“La riattivazione del Tavolo regionale per l’autismo rappresenta un passo importante per risolvere le criticità del Regolamento 9/2016, che disciplina la rete assistenziale per i disturbi dello spettro autistico, e garantirne finalmente l’attuazione, visti gli aspetti innovativi in esso contenuti. Auspichiamo ora che, come richiesto più volte dalle famiglie, l’assessorato alla Sanità della Regione Puglia convochi al più presto una riunione del Tavolo, che ha tra i suoi compiti quello di offrire pareri sulla programmazione delle azioni attuative del Regolamento,ma anche quello di monitorare con cadenza semestrale lo stato dei servizi e ascoltare le istanze dei portatori di interesse”. Così Marco Galante, capogruppo del M5S, in seguito all’approvazione nella seduta di Giunta dello scorso 11 aprile della delibera con cui sono stati nominati i componenti del Tavolo regionale per l’autismo in Puglia.
“Al tavolo – prosegue – siederanno anche i rappresentanti del Welfare e della Formazione, perché solo la collaborazione tra più assessorati può portare risultati.

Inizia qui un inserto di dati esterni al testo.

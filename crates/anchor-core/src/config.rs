//! Engine Configuration
//!
//! Every knob the retrieval pipeline recognizes, with per-field serde
//! defaults so a partial config file deserializes cleanly.

use std::path::PathBuf;

use serde::{Deserialize, Serialize};

/// Configuration for the retrieval engine
#[derive(Debug, Clone, Serialize, Deserialize)]
#[serde(rename_all = "snake_case", default)]
pub struct AnchorConfig {
    /// Directory holding the embedded store. `None` resolves to the
    /// platform data dir via `directories`.
    pub data_dir: Option<PathBuf>,
    /// Root against which relative compound paths resolve
    pub notebook_root: PathBuf,
    /// Engine-managed mirror of ingested content; shadows the notebook root
    /// during inflation when present
    pub mirror_root: Option<PathBuf>,

    /// Default character budget per request
    pub max_chars_default: usize,
    /// Upper bound enforced on requested budgets
    pub max_chars_limit: usize,
    /// Multiplier for internal over-fetch in atom-position scans
    pub fts_window_size: usize,

    /// α in the Unified Field Equation
    pub walk_damping_alpha: f64,
    /// λ per hour in the Unified Field Equation
    pub walk_time_lambda: f64,
    /// Max anchor ids per walk query
    pub walk_anchor_cap: usize,
    /// Walk query deadline in milliseconds
    pub walk_timeout_ms: u64,

    /// Hamming distance below which results merge
    pub simhash_near_threshold: u32,

    /// Lower bound for the inflation radius, in bytes
    pub elastic_radius_min: u64,
    /// Upper bound for the inflation radius, in bytes
    pub elastic_radius_max: u64,

    /// Fraction of the char budget reserved for direct-term results
    pub budget_split_primary: f64,

    /// Omit four-digit year tags from returned results
    pub hide_years_in_tags: bool,

    /// Tokens that bypass POS filtering during query parsing
    pub pos_whitelist: Vec<String>,
    /// Bucket names the parser recognizes behind a `#` prefix
    pub known_buckets: Vec<String>,
}

impl Default for AnchorConfig {
    fn default() -> Self {
        Self {
            data_dir: None,
            notebook_root: PathBuf::from("."),
            mirror_root: None,
            max_chars_default: 20_000,
            max_chars_limit: 100_000,
            fts_window_size: 3,
            walk_damping_alpha: 0.85,
            walk_time_lambda: 1e-5,
            walk_anchor_cap: 50,
            walk_timeout_ms: 10_000,
            simhash_near_threshold: crate::fingerprint::SIMHASH_NEAR,
            elastic_radius_min: 200,
            elastic_radius_max: 32_000,
            budget_split_primary: 0.70,
            hide_years_in_tags: false,
            pos_whitelist: vec!["burnout".to_string(), "career".to_string()],
            known_buckets: vec![
                "inbox".to_string(),
                "journal".to_string(),
                "archive".to_string(),
            ],
        }
    }
}

impl AnchorConfig {
    /// Clamp a requested character budget to the configured bounds.
    ///
    /// Zero means "use the default".
    pub fn effective_budget(&self, requested: usize) -> usize {
        if requested == 0 {
            self.max_chars_default
        } else {
            requested.min(self.max_chars_limit)
        }
    }
}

È necessario lavorare sulla corretta presa in carico, sulla diagnosi precoce, sull’inclusione lavorativa e sulla collaborazione tra istituti scolastici e rete di assistenza dedicata. Il Tavolo regionale per l’autismo ha il compito di coordinare le azioni da portare avanti a più livelli- Il Regolamento che disciplina la rete assistenziale per i disturbi dello spettro autistico ha infatti spostato la competenza sulle strutture destinate ai soggetti affetti da autismo in capo alla Sanità, ma Welfare e Sanità stanno lavorando insieme per garantire l’integrazione sociosanitaria”.
E ancora: “Parallelamente al percorso portato avanti dal Tavolo serve intervenire sulle strutture per la presa in carico continuativa. Per prima cosa va fatta una ricognizione del fabbisogno, ma per procedere all’aggiornamento dei dati bisogna garantire l’operatività dei moduli già assegnati alle strutture presenti sul territorio. A causa della pandemia è stata eliminata infatti la scadenza del parere di compatibilità, con il risultato che molti moduli già assegnati non sono ancora attivi, e a pagare sono le famiglie, che devono sopperire a questa mancanza di servizi direttamente e con notevoli disagi per i propri figli”.
Conclude Galante: “Presenteremo una proposta di legge per inserire nuovamente un tempo massimo per la validità del parere, perchè è necessario che i moduli siano attivati al più presto. Ciò per poter dare alle famiglie le risposte che attendono dal 2013, ovvero da quando la Regione ha pubblicato le linee guida regionali sull’autismo, serve un approccio interdisciplinare”.